### Problem description
Write each line again exactly as it is, from the opening line of the records below through the one containing "one by one.", and add nothing.

--- Data listing Enclosed Below ---

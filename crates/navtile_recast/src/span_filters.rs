use crate::{
    heightfield::Heightfield,
    math::{dir_offset_x, dir_offset_z},
    span::{AreaType, Span},
};

const MAX_HEIGHT: i32 = Span::MAX_HEIGHT as i32;

impl Heightfield {
    /// Lets agents step onto low obstacles such as curbs and stair steps.
    ///
    /// A blocked span whose top is at most `walkable_climb` above a walkable span directly
    /// below it takes over that span's area.
    pub fn filter_low_hanging_walkable_obstacles(&mut self, walkable_climb: u16) {
        for z in 0..self.height {
            for x in 0..self.width {
                let mut previous: Option<(u16, bool, AreaType)> = None;

                let mut span_key = self.span_key_at(x, z);
                while let Some(key) = span_key {
                    let span = self.span_mut(key);
                    span_key = span.next();
                    let walkable = span.area().is_walkable();

                    if let Some((previous_max, previous_was_walkable, previous_area)) = previous {
                        if !walkable
                            && previous_was_walkable
                            && (span.max() as i32 - previous_max as i32) <= walkable_climb as i32
                        {
                            span.set_area(previous_area);
                        }
                    }

                    // Remember the original state so a stack of obstacles is not climbed one by one.
                    previous = Some((span.max(), walkable, span.area()));
                }
            }
        }
    }

    /// Marks spans that are ledges as not-walkable.
    ///
    /// A ledge is a span with one or more neighbors whose maximum is further away than `walkable_climb`
    /// from the current span's maximum.
    /// This method removes the impact of the overestimation of conservative voxelization
    /// so the resulting mesh will not have regions hanging in the air over ledges.
    pub fn filter_ledge_spans(&mut self, walkable_height: u16, walkable_climb: u16) {
        let walkable_height = walkable_height as i32;
        let walkable_climb = walkable_climb as i32;
        for z in 0..self.height {
            for x in 0..self.width {
                let mut span_key = self.span_key_at(x, z);
                while let Some(key) = span_key {
                    let span = self.span(key);
                    span_key = span.next();
                    // Skip non-walkable spans.
                    if !span.area().is_walkable() {
                        continue;
                    }

                    let floor = span.max() as i32;
                    let ceiling = span
                        .next()
                        .map_or(MAX_HEIGHT, |next| self.span(next).min() as i32);

                    // The difference between this walkable area and the lowest neighbor walkable area.
                    let mut lowest_neighbor_floor_difference = MAX_HEIGHT;
                    // Min and max height of accessible neighbors.
                    let mut lowest_traversable_neighbor_floor = floor;
                    let mut highest_traversable_neighbor_floor = floor;

                    for direction in 0..4 {
                        let neighbor_x = x as i32 + dir_offset_x(direction) as i32;
                        let neighbor_z = z as i32 + dir_offset_z(direction) as i32;
                        // Skip neighbors which are out of bounds.
                        if !self.contains(neighbor_x, neighbor_z) {
                            lowest_neighbor_floor_difference =
                                lowest_neighbor_floor_difference.min(-walkable_climb - floor);
                            continue;
                        }
                        let neighbor_x = neighbor_x as u16;
                        let neighbor_z = neighbor_z as u16;

                        // From minus infinity to the first span.
                        let mut neighbor_key = self.span_key_at(neighbor_x, neighbor_z);
                        let neighbor_floor = -walkable_climb;
                        let neighbor_ceiling =
                            neighbor_key.map_or(MAX_HEIGHT, |key| self.span(key).min() as i32);

                        // Skip neighbor if the gap between the spans is too small.
                        if ceiling.min(neighbor_ceiling) - floor.max(neighbor_floor)
                            > walkable_height
                        {
                            lowest_neighbor_floor_difference =
                                lowest_neighbor_floor_difference.min(neighbor_floor - floor);
                        }

                        // Rest of the spans.
                        while let Some(key) = neighbor_key {
                            let neighbor_span = self.span(key);
                            neighbor_key = neighbor_span.next();
                            let neighbor_floor = neighbor_span.max() as i32;
                            let neighbor_ceiling = neighbor_span
                                .next()
                                .map_or(MAX_HEIGHT, |next| self.span(next).min() as i32);

                            // Only consider neighboring areas that have enough overlap to be potentially traversable.
                            if ceiling.min(neighbor_ceiling) - floor.max(neighbor_floor)
                                > walkable_height
                            {
                                lowest_neighbor_floor_difference =
                                    lowest_neighbor_floor_difference.min(neighbor_floor - floor);

                                // Find min/max accessible neighbor height.
                                if (neighbor_floor - floor).abs() <= walkable_climb {
                                    lowest_traversable_neighbor_floor =
                                        lowest_traversable_neighbor_floor.min(neighbor_floor);
                                    highest_traversable_neighbor_floor =
                                        highest_traversable_neighbor_floor.max(neighbor_floor);
                                }
                            }
                        }
                    }

                    // The current span is close to a ledge if the magnitude of the drop to any neighbour span
                    // is greater than the walkable_climb distance.
                    // That is, there is a gap that is large enough to let an agent of height walkable_height fall through.
                    let is_ledge = lowest_neighbor_floor_difference < -walkable_climb;
                    // If the difference between all neighbor floors is too large, this is a steep slope.
                    let is_steep = highest_traversable_neighbor_floor
                        - lowest_traversable_neighbor_floor
                        > walkable_climb;
                    if is_ledge || is_steep {
                        self.span_mut(key).set_area(AreaType::NOT_WALKABLE);
                    }
                }
            }
        }
    }

    /// Marks walkable spans as not walkable if the clearance above the span is less than the specified walkable height.
    ///
    /// For this filter, the clearance above the span is the distance from the span's maximum to the minimum of the next higher span in the same column.
    /// If there is no higher span in the column, the clearance is computed as the distance from the top of the span to the maximum heightfield height.
    pub fn filter_walkable_low_height_spans(&mut self, walkable_height: u16) {
        for z in 0..self.height {
            for x in 0..self.width {
                let mut span_key = self.span_key_at(x, z);
                while let Some(key) = span_key {
                    let span = self.span(key);
                    span_key = span.next();
                    let floor = span.max() as i32;
                    let ceiling = span
                        .next()
                        .map_or(MAX_HEIGHT, |next| self.span(next).min() as i32);
                    if ceiling - floor < walkable_height as i32 {
                        self.span_mut(key).set_area(AreaType::NOT_WALKABLE);
                    }
                }
            }
        }
    }
}

#[cfg(test)]
mod tests {
    use glam::Vec3A;

    use crate::{Aabb3d, span::SpanKey};

    use super::*;

    fn heightfield(size: f32) -> Heightfield {
        Heightfield::new(
            Aabb3d::from_min_max(Vec3A::ZERO, Vec3A::new(size, 10.0, size)),
            1.0,
            1.0,
        )
        .unwrap()
    }

    fn add(heightfield: &mut Heightfield, x: u16, z: u16, min: u16, max: u16, area: AreaType) {
        heightfield
            .insert_span(x, z, Span::new(min, max, area), 0)
            .unwrap();
    }

    fn top_key(heightfield: &Heightfield, x: u16, z: u16) -> SpanKey {
        heightfield.column(x, z).last().unwrap()
    }

    #[test]
    fn low_hanging_obstacle_becomes_walkable() {
        let mut heightfield = heightfield(1.0);
        add(&mut heightfield, 0, 0, 0, 2, AreaType::DEFAULT_WALKABLE);
        add(&mut heightfield, 0, 0, 3, 4, AreaType::NOT_WALKABLE);
        heightfield.filter_low_hanging_walkable_obstacles(2);
        let top = top_key(&heightfield, 0, 0);
        assert_eq!(heightfield.span(top).area(), AreaType::DEFAULT_WALKABLE);
    }

    #[test]
    fn stacked_obstacles_are_not_all_promoted() {
        let mut heightfield = heightfield(1.0);
        add(&mut heightfield, 0, 0, 0, 2, AreaType::DEFAULT_WALKABLE);
        add(&mut heightfield, 0, 0, 3, 3, AreaType::NOT_WALKABLE);
        add(&mut heightfield, 0, 0, 5, 5, AreaType::NOT_WALKABLE);
        heightfield.filter_low_hanging_walkable_obstacles(3);
        let top = top_key(&heightfield, 0, 0);
        assert_eq!(heightfield.span(top).area(), AreaType::NOT_WALKABLE);
    }

    #[test]
    fn spans_under_low_ceiling_are_unwalkable() {
        let mut heightfield = heightfield(1.0);
        add(&mut heightfield, 0, 0, 0, 1, AreaType::DEFAULT_WALKABLE);
        add(&mut heightfield, 0, 0, 3, 4, AreaType::DEFAULT_WALKABLE);
        heightfield.filter_walkable_low_height_spans(3);
        let bottom = heightfield.span_at(0, 0).unwrap();
        assert_eq!(bottom.area(), AreaType::NOT_WALKABLE);
        let top = top_key(&heightfield, 0, 0);
        assert_eq!(heightfield.span(top).area(), AreaType::DEFAULT_WALKABLE);
    }

    #[test]
    fn border_spans_are_ledges() {
        let mut heightfield = heightfield(3.0);
        for z in 0..3 {
            for x in 0..3 {
                add(&mut heightfield, x, z, 0, 1, AreaType::DEFAULT_WALKABLE);
            }
        }
        heightfield.filter_ledge_spans(2, 1);
        assert_eq!(
            heightfield.span_at(1, 1).unwrap().area(),
            AreaType::DEFAULT_WALKABLE
        );
        assert_eq!(
            heightfield.span_at(0, 1).unwrap().area(),
            AreaType::NOT_WALKABLE
        );
    }
}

--- End of Enclosed Data listing ---

### Written solution
filename crates/navtile_recast/src/span_filters.rs
use crate::{
    heightfield::Heightfield,
    math::{dir_offset_x, dir_offset_z},
    span::{AreaType, Span},
};

const MAX_HEIGHT: i32 = Span::MAX_HEIGHT as i32;

impl Heightfield {
    /// Lets agents step onto low obstacles such as curbs and stair steps.
    ///
    /// A blocked span whose top is at most `walkable_climb` above a walkable span directly
    /// below it takes over that span's area.
    pub fn filter_low_hanging_walkable_obstacles(&mut self, walkable_climb: u16) {
        for z in 0..self.height {
            for x in 0..self.width {
                let mut previous: Option<(u16, bool, AreaType)> = None;

                let mut span_key = self.span_key_at(x, z);
                while let Some(key) = span_key {
                    let span = self.span_mut(key);
                    span_key = span.next();
                    let walkable = span.area().is_walkable();

                    if let Some((previous_max, previous_was_walkable, previous_area)) = previous {
                        if !walkable
                            && previous_was_walkable
                            && (span.max() as i32 - previous_max as i32) <= walkable_climb as i32
                        {
                            span.set_area(previous_area);
                        }
                    }

                    // Remember the original state so a stack of obstacles is not climbed one by one.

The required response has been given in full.